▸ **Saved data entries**

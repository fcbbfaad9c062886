//! Combat use cases.
//!
//! Handles wound events and the victim-side commands:
//! - Recording wounds and the victim's last attacker
//! - Notifying the victim (and, when enabled, the attacker)
//! - Relaying the victim's one reply to their last attacker
//! - Per-match toggles and new-match resets

pub mod messages;
pub mod resolution;

use std::sync::Arc;

use revenge_domain::{MatchPhase, Participant, PersonalScore, PlayerId, ReplyGate, WoundEvent};

use crate::infrastructure::config::EngineConfig;
use crate::infrastructure::ports::{Capability, PermissionPort};
use crate::stores::Stores;
use crate::use_cases::notification::{NotificationChannel, PendingNotification};

pub use resolution::PlayerDirectory;

/// Repeats of the relayed reply shown to the attacker.
const REPLY_REPEAT: u32 = 2;

/// Repeats of the teamkill rebuke shown to the attacker.
const TEAMKILL_ATTACKER_REPEAT: u32 = 2;

#[derive(Debug, Clone, PartialEq, Eq)]
pub struct CombatSettings {
    pub messages_to_victim: u32,
    pub notify_attacker_on_seed: bool,
    pub attacker_notices_enabled: bool,
    pub seed_gamemode: String,
    pub clear_wounds_on_new_match: bool,
    pub reset_notices_on_new_match: bool,
}

impl From<&EngineConfig> for CombatSettings {
    fn from(config: &EngineConfig) -> Self {
        Self {
            messages_to_victim: config.messages_to_victim,
            notify_attacker_on_seed: config.notify_attacker_on_seed,
            attacker_notices_enabled: config.attacker_notices_enabled,
            seed_gamemode: config.seed_gamemode.clone(),
            clear_wounds_on_new_match: config.clear_wounds_on_new_match,
            reset_notices_on_new_match: config.reset_notices_on_new_match,
        }
    }
}

/// User-visible refusals. The player has already been told by the time one
/// of these is returned.
#[derive(Debug, Clone, PartialEq, Eq, thiserror::Error)]
pub enum CombatError {
    #[error("no recorded attacker for {0}")]
    NoAttacker(PlayerId),
    #[error("{0} already replied to their last attacker")]
    AlreadyReplied(PlayerId),
    #[error("{player} lacks capability {capability}")]
    PermissionDenied {
        player: PlayerId,
        capability: Capability,
    },
}

/// Store changes made by a wound, fixed in arrival order before any message
/// goes out.
#[derive(Debug, Clone, Copy, PartialEq, Eq)]
pub enum AppliedWound {
    /// Friendly fire; nothing recorded.
    Teamkill,
    Recorded {
        /// Score from the attacker's side after this wound.
        score: PersonalScore,
        seed_phase: bool,
        notify_attacker: bool,
    },
}

/// What a wound event led to.
#[derive(Debug, Clone, Copy, PartialEq, Eq)]
pub enum WoundOutcome {
    /// Friendly fire; nothing recorded.
    Teamkill,
    Recorded {
        /// Score from the attacker's side after this wound.
        score: PersonalScore,
        attacker_notified: bool,
    },
}

/// Orchestrates the wound ledger, attribution, and notifications.
///
/// All state lives in the injected [`Stores`]; this type only sequences it.
///
/// Operations that change state come in two halves. The first half touches
/// the stores and must run in the order events arrive; the second half
/// composes and delivers messages and may run concurrently with later events.
/// The single-call forms (`handle_wound`, `relay_reply`, ...) run both halves
/// back to back.
pub struct CombatEventHandler {
    stores: Stores,
    channel: Arc<NotificationChannel>,
    directory: Arc<PlayerDirectory>,
    permissions: Arc<dyn PermissionPort>,
    settings: CombatSettings,
}

impl CombatEventHandler {
    pub fn new(
        stores: Stores,
        channel: Arc<NotificationChannel>,
        directory: Arc<PlayerDirectory>,
        permissions: Arc<dyn PermissionPort>,
        settings: CombatSettings,
    ) -> Self {
        Self {
            stores,
            channel,
            directory,
            permissions,
            settings,
        }
    }

    /// Process a wound or kill.
    pub async fn handle_wound(&self, event: &WoundEvent) -> WoundOutcome {
        let applied = self.apply_wound(event).await;
        self.notify_wound(event, applied).await
    }

    /// Record the wound and the victim's last attacker.
    ///
    /// Teamkills leave the stores untouched.
    pub async fn apply_wound(&self, event: &WoundEvent) -> AppliedWound {
        if event.is_teamkill {
            return AppliedWound::Teamkill;
        }

        let attacker = &event.attacker;
        let victim = &event.victim;

        self.stores.wounds.record_wound(&attacker.id, &victim.id);
        self.stores
            .attribution
            .set_attacker(&victim.id, attacker.id.clone(), attacker.name.clone());
        let score = self.stores.wounds.score(&attacker.id, &victim.id);

        let seed_phase = self
            .stores
            .match_state
            .current()
            .await
            .is_seed(&self.settings.seed_gamemode);
        let notify_attacker = self.attacker_gets_notice(&attacker.id, seed_phase);

        tracing::debug!(
            attacker = %attacker.id,
            victim = %victim.id,
            score = %score,
            "Wound recorded"
        );

        AppliedWound::Recorded {
            score,
            seed_phase,
            notify_attacker,
        }
    }

    /// Send the messages for a wound already applied to the stores.
    pub async fn notify_wound(&self, event: &WoundEvent, applied: AppliedWound) -> WoundOutcome {
        let attacker = &event.attacker;
        let victim = &event.victim;

        let (score, seed_phase, notify_attacker) = match applied {
            AppliedWound::Teamkill => {
                tracing::info!(attacker = %attacker.id, victim = %victim.id, "Teamkill");
                futures_util::future::join(
                    self.channel.deliver(PendingNotification::new(
                        victim.id.clone(),
                        messages::teamkill_victim(&attacker.name),
                    )),
                    self.channel.deliver(
                        PendingNotification::new(
                            attacker.id.clone(),
                            messages::teamkill_attacker(&victim.name),
                        )
                        .repeat(TEAMKILL_ATTACKER_REPEAT),
                    ),
                )
                .await;
                return WoundOutcome::Teamkill;
            }
            AppliedWound::Recorded {
                score,
                seed_phase,
                notify_attacker,
            } => (score, seed_phase, notify_attacker),
        };

        let victim_notice = self.compose_victim_notice(attacker, score).await;
        self.channel
            .deliver(
                PendingNotification::new(victim.id.clone(), victim_notice)
                    .repeat(self.settings.messages_to_victim),
            )
            .await;

        if notify_attacker {
            let (victim_name, playtime) = futures_util::future::join(
                self.directory.display_name(victim),
                self.directory.playtime(&victim.id),
            )
            .await;
            let notice =
                messages::attacker_notice(&victim_name, playtime, event.damage, score, seed_phase);
            self.channel
                .deliver(PendingNotification::new(attacker.id.clone(), notice))
                .await;
        }

        WoundOutcome::Recorded {
            score,
            attacker_notified: notify_attacker,
        }
    }

    /// Relay the victim's one reply to their current last attacker.
    ///
    /// Returns the attacker the message went to.
    pub async fn relay_reply(
        &self,
        player: &Participant,
        message: &str,
    ) -> Result<PlayerId, CombatError> {
        let gate = self.claim_reply(player);
        self.deliver_reply(player, message, gate).await
    }

    /// Consume the player's reply against their current record.
    pub fn claim_reply(&self, player: &Participant) -> ReplyGate {
        let gate = self.stores.attribution.try_consume_reply(&player.id);
        tracing::debug!(player = %player.id, granted = gate.is_granted(), "Reply claimed");
        gate
    }

    /// Deliver a reply claimed with [`Self::claim_reply`], or tell the player
    /// why there is nothing to deliver.
    pub async fn deliver_reply(
        &self,
        player: &Participant,
        message: &str,
        gate: ReplyGate,
    ) -> Result<PlayerId, CombatError> {
        let record = match gate {
            ReplyGate::Granted(record) => record,
            ReplyGate::NoAttacker => {
                self.tell(&player.id, messages::NO_ATTACKER).await;
                return Err(CombatError::NoAttacker(player.id.clone()));
            }
            ReplyGate::AlreadyReplied => {
                self.tell(&player.id, messages::ALREADY_REPLIED).await;
                return Err(CombatError::AlreadyReplied(player.id.clone()));
            }
        };

        let attacker = Participant::new(record.attacker_id, record.attacker_name);
        let (attacker_name, sender_name) = futures_util::future::join(
            self.directory.display_name(&attacker),
            self.directory.display_name(player),
        )
        .await;

        self.channel
            .deliver(
                PendingNotification::new(
                    attacker.id.clone(),
                    messages::relayed(&sender_name, message),
                )
                .repeat(REPLY_REPEAT),
            )
            .await;
        self.tell(&player.id, &messages::relay_confirmed(&attacker_name))
            .await;

        tracing::info!(from = %player.id, to = %attacker.id, "Reply relayed");
        Ok(attacker.id)
    }

    /// Tell the player the server name of their last attacker, which an
    /// alternate name may hide. Leaves the reply gate untouched.
    pub async fn show_real_attacker_name(&self, player: &Participant) -> Result<(), CombatError> {
        match self.stores.attribution.get_attacker(&player.id) {
            Some(record) => {
                self.tell(&player.id, &messages::real_name(&record.attacker_name))
                    .await;
                Ok(())
            }
            None => {
                self.tell(&player.id, messages::NO_ATTACKER).await;
                Err(CombatError::NoAttacker(player.id.clone()))
            }
        }
    }

    /// Preview of the notice this player's victims receive.
    pub async fn show_my_message(&self, player: &Participant) {
        let preview = self
            .compose_victim_notice(player, PersonalScore::default())
            .await;
        self.tell(&player.id, &preview).await;
    }

    /// Opt in or out of attacker-facing kill notices for this match.
    pub async fn set_attacker_notices(
        &self,
        player: &Participant,
        enabled: bool,
    ) -> Result<(), CombatError> {
        let result = self.apply_notice_toggle(player, enabled).await;
        self.report_notice_toggle(player, enabled, result).await
    }

    /// Permission check and opt-in change, without telling the player.
    pub async fn apply_notice_toggle(
        &self,
        player: &Participant,
        enabled: bool,
    ) -> Result<(), CombatError> {
        let capability = Capability::AttackerNotices;
        if !self.permissions.has_permission(&player.id, capability).await {
            return Err(CombatError::PermissionDenied {
                player: player.id.clone(),
                capability,
            });
        }

        self.stores.opt_ins.set(&player.id, enabled);
        tracing::info!(player = %player.id, enabled, "Attacker notices toggled");
        Ok(())
    }

    /// Tell the player how [`Self::apply_notice_toggle`] went. Returns the
    /// same result.
    pub async fn report_notice_toggle(
        &self,
        player: &Participant,
        enabled: bool,
        result: Result<(), CombatError>,
    ) -> Result<(), CombatError> {
        let text = match (&result, enabled) {
            (Err(_), _) => messages::NO_PERMISSION,
            (Ok(()), true) => messages::NOTICES_ON,
            (Ok(()), false) => messages::NOTICES_OFF,
        };
        self.tell(&player.id, text).await;
        result
    }

    /// Host signal that a new match started.
    pub async fn on_new_match(&self, phase: MatchPhase) {
        tracing::info!(gamemode = ?phase.gamemode, "New match");
        self.stores.match_state.set(phase).await;

        if self.settings.clear_wounds_on_new_match {
            self.stores.wounds.clear();
        }
        if self.settings.reset_notices_on_new_match {
            self.stores.opt_ins.clear();
        }
    }

    fn attacker_gets_notice(&self, attacker: &PlayerId, seed_phase: bool) -> bool {
        let seed = self.settings.notify_attacker_on_seed && seed_phase;
        let opted_in =
            self.settings.attacker_notices_enabled && self.stores.opt_ins.is_opted_in(attacker);
        seed || opted_in
    }

    async fn compose_victim_notice(&self, attacker: &Participant, score: PersonalScore) -> String {
        let (name, playtime, label) = futures_util::future::join3(
            self.directory.display_name(attacker),
            self.directory.playtime(&attacker.id),
            self.directory.label(attacker),
        )
        .await;
        messages::victim_notice(&name, playtime, score, &label)
    }

    async fn tell(&self, player: &PlayerId, text: &str) {
        self.channel
            .deliver(PendingNotification::new(player.clone(), text))
            .await;
    }
}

▸ **What to do**
Tell me how many lines of the records include the word "tracing", and say nothing else.

▸ **Response below**
6